National Catholic Register


Pope Declares Father Seelos of New Orleans A Blessed

BY Raymond De Souza

April 16-22, 2000 Issue | Posted 4/16/00 at 1:00 PM


VATICAN CITY – Father Francis Xavier Seelos, Redemptorist mission preacher, parish priest and novice master was beatified Sunday in St. Peter's Square by Pope John Paul II.

He is the second American male to be beatified, joining his fellow Redemptorist, St. John Neumann, with whom he worked at St. Philomena's parish in Pittsburgh from 1844-1850.

Blessed Francis, who was born in Germany in 1819 and immigrated to the United States as a seminarian, was beatified by Pope John Paul II along with four others, Mariano de Jesús Euse Hoyos (1845-1926), a Columbian priest; Anna Rosa Gattorno (1831-1900), Italian foundress of the Institute of the Daughters of St. Anne; Mariam Thresia Chiramel Mankidiyan (1876-1926) of Kerala, India, foundress of the Congregation of the Holy Family; and Maria Elisabeth Hesselblad (1870-1957), a Swedish convert who came to Rome and founded the Order of the Most Holy Savior of Saint Brigid.

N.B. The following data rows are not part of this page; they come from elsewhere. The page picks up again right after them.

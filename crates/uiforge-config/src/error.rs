//! Configuration error types.

/// Result type alias for config operations.
pub type Result<T> = std::result::Result<T, ConfigError>;

/// Errors that can occur during configuration loading.
#[derive(Debug, thiserror::Error)]
pub enum ConfigError {
    /// Failed to read a config file.
    #[error("failed to read config file '{path}': {source}")]
    ReadFile {
        path: String,
        source: std::io::Error,
    },

    /// Failed to write a config file.
    #[error("failed to write config file '{path}': {source}")]
    WriteFile {
        path: String,
        source: std::io::Error,
    },

    /// Failed to parse TOML.
    #[error("failed to parse config: {0}")]
    Parse(#[from] toml::de::Error),

    /// Failed to serialize config.
    #[error("failed to serialize config: {0}")]
    Serialize(#[from] toml::ser::Error),

    /// Parsed, but the values do not make sense together.
    #[error("invalid config: {0}")]
    Invalid(String),
}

While Blessed Francis spent most of his priestly life in Maryland and preaching missions all across the United States, he died in New Orleans in 1867 only a year after arriving there. Nevertheless, his reputation for holiness encouraged a cult to develop in New Orleans, and he was formally proposed for beatification to the Holy Father by Archbishop Francis Schulte of New Orleans, who led a archdiocesan pilgrimage of about 200 people for the ceremony.

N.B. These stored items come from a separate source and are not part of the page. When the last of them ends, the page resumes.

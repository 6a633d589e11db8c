//! Configuration types.
//!
//! Every section is optional in the file. Accessors on [`UiforgeConfig`]
//! return the section or its defaults, so callers never deal with `None`.

use std::collections::HashMap;
use std::path::PathBuf;

use serde::{Deserialize, Serialize};

use crate::{ConfigError, Result};

// ─────────────────────────────────────────────────────────────────────────────
// Root Config
// ─────────────────────────────────────────────────────────────────────────────

/// Root configuration structure.
#[derive(Debug, Clone, Default, PartialEq, Serialize, Deserialize)]
#[serde(default)]
pub struct UiforgeConfig {
    /// HTTP server settings.
    #[serde(skip_serializing_if = "Option::is_none")]
    pub server: Option<ServerConfig>,

    /// Identity resolution.
    #[serde(skip_serializing_if = "Option::is_none")]
    pub auth: Option<AuthConfig>,

    /// Fast cache backend.
    #[serde(skip_serializing_if = "Option::is_none")]
    pub cache: Option<CacheConfig>,

    /// Durable store backend.
    #[serde(skip_serializing_if = "Option::is_none")]
    pub store: Option<StoreConfig>,

    /// Session lifetimes and key prefix.
    #[serde(skip_serializing_if = "Option::is_none")]
    pub session: Option<SessionConfig>,

    /// Generation provider.
    #[serde(skip_serializing_if = "Option::is_none")]
    pub generation: Option<GenerationConfig>,

    /// Log output.
    #[serde(skip_serializing_if = "Option::is_none")]
    pub logging: Option<LoggingConfig>,
}

impl UiforgeConfig {
    /// Create an empty config.
    pub fn new() -> Self {
        Self::default()
    }

    /// Parse from a TOML string.
    pub fn from_toml(s: &str) -> Result<Self> {
        let config: Self = toml::from_str(s)?;
        Ok(config)
    }

    /// Serialize to a TOML string.
    pub fn to_toml(&self) -> Result<String> {
        Ok(toml::to_string_pretty(self)?)
    }

    /// Merge another config on top of this one.
    ///
    /// Sections present in `other` replace the matching section here.
    pub fn merge(&mut self, other: UiforgeConfig) {
        if other.server.is_some() {
            self.server = other.server;
        }
        if other.auth.is_some() {
            self.auth = other.auth;
        }
        if other.cache.is_some() {
            self.cache = other.cache;
        }
        if other.store.is_some() {
            self.store = other.store;
        }
        if other.session.is_some() {
            self.session = other.session;
        }
        if other.generation.is_some() {
            self.generation = other.generation;
        }
        if other.logging.is_some() {
            self.logging = other.logging;
        }
    }

    /// Check cross-field constraints that serde cannot express.
    pub fn validate(&self) -> Result<()> {
        let cache = self.cache();
        if cache.backend == CacheBackend::Redis && cache.redis_url.is_none() {
            return Err(ConfigError::Invalid(
                "[cache] backend = \"redis\" requires redis_url".to_string(),
            ));
        }
        if cache.max_entries == 0 {
            return Err(ConfigError::Invalid(
                "[cache] max_entries must be greater than zero".to_string(),
            ));
        }

        let session = self.session();
        if session.draft_ttl_secs == 0 || session.persisted_ttl_secs == 0 {
            return Err(ConfigError::Invalid(
                "[session] TTLs must be greater than zero".to_string(),
            ));
        }
        if session.key_prefix.is_empty() || session.key_prefix.contains(['*', '?', '[', ']']) {
            return Err(ConfigError::Invalid(format!(
                "[session] key_prefix '{}' must be non-empty and free of glob characters",
                session.key_prefix
            )));
        }

        let auth = self.auth();
        if auth.tokens.values().any(|t| t.trim().is_empty()) {
            return Err(ConfigError::Invalid(
                "[auth.tokens] entries must not be empty".to_string(),
            ));
        }

        Ok(())
    }

    // ── Section accessors ───────────────────────────────────────────────

    pub fn server(&self) -> ServerConfig {
        self.server.clone().unwrap_or_default()
    }

    pub fn auth(&self) -> AuthConfig {
        self.auth.clone().unwrap_or_default()
    }

    pub fn cache(&self) -> CacheConfig {
        self.cache.clone().unwrap_or_default()
    }

    pub fn store(&self) -> StoreConfig {
        self.store.clone().unwrap_or_default()
    }

    pub fn session(&self) -> SessionConfig {
        self.session.clone().unwrap_or_default()
    }

    pub fn generation(&self) -> GenerationConfig {
        self.generation.clone().unwrap_or_default()
    }

    pub fn logging(&self) -> LoggingConfig {
        self.logging.clone().unwrap_or_default()
    }
}

// ─────────────────────────────────────────────────────────────────────────────
// Server
// ─────────────────────────────────────────────────────────────────────────────

/// Default listen port.
pub const DEFAULT_PORT: u16 = 8080;

/// Default request body limit.
pub const DEFAULT_MAX_BODY_BYTES: usize = 2 * 1024 * 1024;

/// HTTP server configuration.
#[derive(Debug, Clone, PartialEq, Serialize, Deserialize)]
#[serde(default)]
pub struct ServerConfig {
    /// Port to listen on.
    pub port: u16,
    /// Address to bind to.
    pub bind: String,
    /// Log one line per request.
    pub request_logging: bool,
    /// Allowed CORS origins. Empty disables CORS headers.
    pub cors_origins: Vec<String>,
    /// Largest accepted request body.
    pub max_body_bytes: usize,
}

impl Default for ServerConfig {
    fn default() -> Self {
        Self {
            port: DEFAULT_PORT,
            bind: "127.0.0.1".to_string(),
            request_logging: true,
            cors_origins: Vec::new(),
            max_body_bytes: DEFAULT_MAX_BODY_BYTES,
        }
    }
}

// ─────────────────────────────────────────────────────────────────────────────
// Auth
// ─────────────────────────────────────────────────────────────────────────────

/// How requests are tied to a user.
///
/// With no tokens and no proxy header, the server runs in local mode and
/// every request acts as `local_user`.
#[derive(Debug, Clone, PartialEq, Serialize, Deserialize)]
#[serde(default)]
pub struct AuthConfig {
    /// Bearer tokens, keyed by the user id they authenticate.
    pub tokens: HashMap<String, String>,
    /// Header set by a trusted reverse proxy carrying the user id.
    #[serde(skip_serializing_if = "Option::is_none")]
    pub proxy_header: Option<String>,
    /// If non-empty, only these users are accepted from the proxy header.
    pub allowed_users: Vec<String>,
    /// User id for local mode.
    pub local_user: String,
}

impl Default for AuthConfig {
    fn default() -> Self {
        Self {
            tokens: HashMap::new(),
            proxy_header: None,
            allowed_users: Vec::new(),
            local_user: "local".to_string(),
        }
    }
}

impl AuthConfig {
    /// No tokens and no proxy header configured.
    pub fn is_local(&self) -> bool {
        self.tokens.is_empty() && self.proxy_header.is_none()
    }
}

// ─────────────────────────────────────────────────────────────────────────────
// Cache
// ─────────────────────────────────────────────────────────────────────────────

/// Fast cache implementation.
#[derive(Debug, Clone, Copy, Default, PartialEq, Eq, Serialize, Deserialize)]
#[serde(rename_all = "lowercase")]
pub enum CacheBackend {
    /// In-process LRU with per-key expiry.
    #[default]
    Memory,
    /// Shared Redis instance.
    Redis,
}

#[derive(Debug, Clone, PartialEq, Serialize, Deserialize)]
#[serde(default)]
pub struct CacheConfig {
    pub backend: CacheBackend,
    #[serde(skip_serializing_if = "Option::is_none")]
    pub redis_url: Option<String>,
    /// Per-command timeout for Redis, in milliseconds.
    pub timeout_ms: u64,
    /// Capacity of the in-process cache.
    pub max_entries: usize,
    /// Seconds between expiry sweeps of the in-process cache.
    pub cleanup_interval_secs: u64,
}

impl Default for CacheConfig {
    fn default() -> Self {
        Self {
            backend: CacheBackend::Memory,
            redis_url: None,
            timeout_ms: 500,
            max_entries: 10_000,
            cleanup_interval_secs: 60,
        }
    }
}

// ─────────────────────────────────────────────────────────────────────────────
// Store
// ─────────────────────────────────────────────────────────────────────────────

/// Durable store implementation.
#[derive(Debug, Clone, Copy, Default, PartialEq, Eq, Serialize, Deserialize)]
#[serde(rename_all = "lowercase")]
pub enum StoreBackend {
    /// SQLite database file.
    #[default]
    Sqlite,
    /// Process memory; lost on restart.
    Memory,
}

#[derive(Debug, Clone, Default, PartialEq, Serialize, Deserialize)]
#[serde(default)]
pub struct StoreConfig {
    pub backend: StoreBackend,
    /// Database file. Defaults to `sessions.db` in the config directory.
    #[serde(skip_serializing_if = "Option::is_none")]
    pub path: Option<PathBuf>,
}

// ─────────────────────────────────────────────────────────────────────────────
// Session
// ─────────────────────────────────────────────────────────────────────────────

#[derive(Debug, Clone, PartialEq, Serialize, Deserialize)]
#[serde(default)]
pub struct SessionConfig {
    /// Cache lifetime of drafts.
    pub draft_ttl_secs: u64,
    /// Cache lifetime of persisted sessions.
    pub persisted_ttl_secs: u64,
    /// Namespace for cache keys.
    pub key_prefix: String,
}

impl Default for SessionConfig {
    fn default() -> Self {
        Self {
            draft_ttl_secs: 3600,
            persisted_ttl_secs: 86_400,
            key_prefix: "uiforge".to_string(),
        }
    }
}

// ─────────────────────────────────────────────────────────────────────────────
// Generation
// ─────────────────────────────────────────────────────────────────────────────

#[derive(Debug, Clone, PartialEq, Serialize, Deserialize)]
#[serde(default)]
pub struct GenerationConfig {
    /// Expose the generate endpoint.
    pub enabled: bool,
    /// API key. Prefer the `GEMINI_API_KEY` environment variable.
    #[serde(skip_serializing_if = "Option::is_none")]
    pub api_key: Option<String>,
    #[serde(skip_serializing_if = "Option::is_none")]
    pub model: Option<String>,
    #[serde(skip_serializing_if = "Option::is_none")]
    pub base_url: Option<String>,
    pub timeout_secs: u64,
}

impl Default for GenerationConfig {
    fn default() -> Self {
        Self {
            enabled: true,
            api_key: None,
            model: None,
            base_url: None,
            timeout_secs: 60,
        }
    }
}

impl GenerationConfig {
    /// Whether an API key is stored in the config file.
    pub fn has_plaintext_api_key(&self) -> bool {
        self.api_key.as_deref().is_some_and(|k| !k.is_empty())
    }
}

// ─────────────────────────────────────────────────────────────────────────────
// Logging
// ─────────────────────────────────────────────────────────────────────────────

#[derive(Debug, Clone, PartialEq, Serialize, Deserialize)]
#[serde(default)]
pub struct LoggingConfig {
    /// Default filter directive when `RUST_LOG` is unset.
    pub level: String,
    /// Write JSON logs to a daily rolling file.
    pub file: bool,
    /// Log directory. Defaults to `logs/` in the config directory.
    #[serde(skip_serializing_if = "Option::is_none")]
    pub dir: Option<PathBuf>,
}

impl Default for LoggingConfig {
    fn default() -> Self {
        Self {
            level: "info".to_string(),
            file: true,
            dir: None,
        }
    }
}

// ─────────────────────────────────────────────────────────────────────────────
// Tests
// ─────────────────────────────────────────────────────────────────────────────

“I had the rare privilege of standing up before the Holy Father in front of tens of thousands of people, and requesting the beatification of one of my priests – and that's an extremely rare privilege for any bishop to have,” said Archbishop Schulte.

The Mass was celebrated on an overcast, cool and windy morning in Rome, with a crowd of some 40,000 in St. Peter's Square. The ceremony was more colorful than usual, with the inclusion of Blessed Mariam Thresia of India's Syro-Malabar rite. The gold, pink and red vestments of the Syro-Malabar bishops contrasted with the otherwise Lenten purple.

Present for the beatification were Matthew Pellissery, whose club feet were miraculously healed in 1970 through the intercession of Blessed. Mariam Thresia, as well as Angela Boudreaux of New Orleans, whose inexplicable cure from terminal liver cancer in 1966 was the miracle approved for the beatification of Blessed Francis Seelos. Boudreaux, along with her husband Melvin, took part in the procession of the gifts, presenting to the Holy Father a donation for the pontifical missions.

After the Pope proclaimed the formula of beatification, the traditional tapestries were unveiled on the façade of St. Peter's Basilica. The image of Blessed Francis evoked the many different aspects of his life. In the foreground was Francis himself, holding aloft a mission preacher's crucifix in his right hand, and a map of the United States, his adopted homeland, in his left.

In the background appear representatives of the different groups to which he gave pastoral care, as well as a Mississippi river-boat, a symbol of New Orleans. Most striking of all though, is the image of a young Father Seelos in conversation with Bishop John Neumann, highlighting the extraordinary fact that both of the United States’ male saints were once in the same rectory.

“This man was a very simple devoted priest,” said Archbishop Schulte after the beatification Mass. “He didn't write any books, he didn't establish any colleges or institutions. But he tended to the poor immigrants, he was a very devoted former of seminarians, and he was a great preacher of missions.

“What an example this will be to the New Orleans seminarians, to have a saint who devoted so much of his time to their formation! What example this will be for the immigrants still coming into New Orleans, that we have a man who is a saint partly because he tended to the immigrants, and he was an immigrant himself.”

Blessed Maria Elisabeth Hesselblad also has an American connection.

Having left Sweden for New York in 1886 in order to search for work, she attended a nursing school at the Roosevelt Hospital. It was at this time that she began to search more intensely for religious truth, and embraced Catholicism. On Aug. 15, 1902, she was received into the Church at the Visitation convent in Washington. Not long after she went to Rome, where she was confirmed, and it was then that she discovered her vocation to stay in the Eternal City, and re-establish there the Order of St. Brigid, devoted to prayer for Christian unity.

The Archdiocese of New Orleans plans to have its first Mass of thanksgiving for the beatification on April 29.

When a new reliquary containing the remains of Blessed Francis is ready, there will be a Mass at St. Louis Cathedral in New Orleans after which the relics will be carried in procession through the streets of the city to the Church of St. Mary of the Assumption, where a permanent shrine will be established at the parish that was the blessed's final assignment. The event is scheduled for Oct. 7.